HTLV-I associated adult T-cell leukemia (ATL) is a severe, chemotherapy-resistant malignancy associated with poor prognosis. Recently, HTLV-I Tax transgenic mice, accurately reproducing human ATL disease were generated. To develop a more consistent and rapid model of disease development, direct transfer of Tax transgenic cells into SCID mice was assessed and showed that they die within 28 days, having developed both an extremely aggressive leukemia with characteristic flower cells, and extensive lymphomatous infiltration of the spleen, lymph nodes, bone marrow, liver, kidney and lung by malignant T lymphocytes highly expressing CD25. Furthermore, and as in ATL patients, we observed marked hypercalcemia and high level of LDH. We have previously identified in vitro several potential targeted therapies for ATL. To define the optimal schedule and drug combination to be evaluated in clinical trials, we tested the following drugs using the in vivo ATL SCID model: zidovudine, interferon alpha (IFN), arsenic trioxide, the proteasome inhibitor bortezomib, and the combinations of zidovudine and IFN, or of arsenic and IFN. The combination of zidovudine and IFN had no effect on the survival of ATL SCID mice confirming the hypothesis that this combination targets the viral replication since these animals have Tax-transgenic leukemic cells but no entire HTLV-I retrovirus, contrary to ATL patients. Inhibition of NF-kappaB using bortezomib or arsenic alone almost doubled the mice survival but was not sufficient to eradicate ATL malignant cells. Strikingly, the most relevant effect on the mice survival was obtained when we used the combination of arsenic trioxide and interferon alpha, which targets both the HTLV-I Tax oncoprotein and the constitutive activation of the NF-kappaB pathway.
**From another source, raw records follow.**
//! Field-address resolution

use super::catalog::{Relationship, SchemaCatalog};
use crate::error::{CoreError, Result};
use serde::{Deserialize, Serialize};
use std::collections::BTreeSet;

/// Structural meaning of a field address
#[derive(Debug, Clone, PartialEq, Eq, Serialize, Deserialize)]
pub struct ResolvedFieldAddress {
    /// Address as written in the condition
    pub address: String,
    pub root_identifier: String,
    pub path_segments: Vec<String>,
    pub is_relationship_crossing: bool,
    /// Physical column or raw SQL expression from the field mapping
    pub mapped: Option<String>,
    /// Join edge from the primary root, set when crossing
    pub relationship: Option<Relationship>,
}

fn is_identifier_path(s: &str) -> bool {
    !s.is_empty()
        && s.split('.').all(|seg| {
            !seg.is_empty() && seg.chars().all(|c| c.is_ascii_alphanumeric() || c == '_')
        })
}

impl ResolvedFieldAddress {
    /// Dotted path below the root
    pub fn path(&self) -> String {
        self.path_segments.join(".")
    }

    /// Top-level column of the path
    pub fn column(&self) -> &str {
        self.path_segments
            .first()
            .map(String::as_str)
            .unwrap_or_default()
    }

    /// Mapped value when it is a raw SQL expression rather than a column path
    pub fn raw_expression(&self) -> Option<&str> {
        self.mapped
            .as_deref()
            .filter(|mapped| !is_identifier_path(mapped))
    }

    /// Path used to locate the value, after field mapping
    pub fn effective_path(&self) -> Vec<String> {
        match self.mapped.as_deref() {
            Some(mapped) if is_identifier_path(mapped) => {
                mapped.split('.').map(str::to_string).collect()
            }
            _ => self.path_segments.clone(),
        }
    }

    /// Whether the value lives below a top-level column
    pub fn is_nested(&self) -> bool {
        self.effective_path().len() > 1
    }
}

/// Resolves addresses against a catalog.
///
/// The primary root is the query root (SQL) or the record's root
/// (evaluation). Roots other than it are relationship crossings.
#[derive(Debug, Clone)]
pub struct FieldResolver<'a> {
    catalog: &'a SchemaCatalog,
    primary_root: Option<String>,
    extra_roots: BTreeSet<String>,
}

impl<'a> FieldResolver<'a> {
    pub fn new(catalog: &'a SchemaCatalog) -> Self {
        Self {
            catalog,
            primary_root: None,
            extra_roots: BTreeSet::new(),
        }
    }

    pub fn with_primary_root(mut self, root: impl Into<String>) -> Self {
        self.primary_root = Some(root.into());
        self
    }

    /// Roots known from context (e.g. the accessor) in addition to the catalog
    pub fn with_known_roots<I, S>(mut self, roots: I) -> Self
    where
        I: IntoIterator<Item = S>,
        S: Into<String>,
    {
        self.extra_roots.extend(roots.into_iter().map(Into::into));
        self
    }

    pub fn catalog(&self) -> &SchemaCatalog {
        self.catalog
    }

    pub fn primary_root(&self) -> Option<&str> {
        self.primary_root.as_deref()
    }

    fn is_known_root(&self, name: &str, default_root: Option<&str>) -> bool {
        self.catalog.is_root(name)
            || self.extra_roots.contains(name)
            || self.primary_root.as_deref() == Some(name)
            || default_root == Some(name)
    }

    /// Resolve an address. `default_root` falls back to the primary root.
    pub fn resolve(
        &self,
        address: &str,
        default_root: Option<&str>,
    ) -> Result<ResolvedFieldAddress> {
        let trimmed = address.trim();
        if trimmed.is_empty() {
            return Err(CoreError::resolution(address, "field address is empty"));
        }
        let default_root = default_root.or(self.primary_root.as_deref());

        let (root, raw_segments): (Option<&str>, Vec<&str>) = if trimmed.contains(':') {
            let mut parts: Vec<&str> = trimmed.split(':').collect();
            if parts.len() > 2 && self.catalog.is_dataset(parts[0]) {
                parts.remove(0);
            }
            if parts.len() > 1 && self.is_known_root(parts[0], default_root) {
                (Some(parts[0]), parts[1..].to_vec())
            } else {
                (default_root, parts)
            }
        } else if trimmed.contains('.') {
            let parts: Vec<&str> = trimmed.split('.').collect();
            if parts.len() > 1 && self.is_known_root(parts[0], default_root) {
                (Some(parts[0]), parts[1..].to_vec())
            } else {
                (default_root, parts)
            }
        } else {
            (default_root, vec![trimmed])
        };

        let root = root.ok_or_else(|| {
            CoreError::resolution(address, "no known root in address and no default root supplied")
        })?;

        let mut path_segments = Vec::new();
        for segment in raw_segments {
            for part in segment.split('.') {
                let part = part.trim();
                if part.is_empty() {
                    return Err(CoreError::resolution(address, "empty path segment"));
                }
                path_segments.push(part.to_string());
            }
        }
        if path_segments.is_empty() {
            return Err(CoreError::resolution(address, "address names a root but no field"));
        }

        let path = path_segments.join(".");
        let mapped = [trimmed.to_string(), format!("{}.{}", root, path), path]
            .iter()
            .find_map(|key| self.catalog.mapped(key))
            .map(str::to_string);

        let (is_relationship_crossing, relationship) = match self.primary_root.as_deref() {
            Some(primary) if primary != root => {
                let edge = self
                    .catalog
                    .relationship(primary, root)
                    .cloned()
                    .unwrap_or_else(|| Relationship::conventional(primary, root));
                (true, Some(edge))
            }
            _ => (false, None),
        };

        log::trace!(
            "resolved {} -> root={} path={:?} crossing={}",
            address,
            root,
            path_segments,
            is_relationship_crossing
        );

        Ok(ResolvedFieldAddress {
            address: address.to_string(),
            root_identifier: root.to_string(),
            path_segments,
            is_relationship_crossing,
            mapped,
            relationship,
        })
    }
}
Indeed, after 6 months of follow up, this combination totally cured 40% of the treated mice, and tripled the survival of the remaining 60%. These impressive results suggest that double targeting of Tax and NF-kappaB by the combination of arsenic trioxide and interferon alpha may suffice to cure ATL. This combination is now tested in newly diagnosed ATL patients.

Author notes

Disclosure: No relevant conflicts of interest to declare.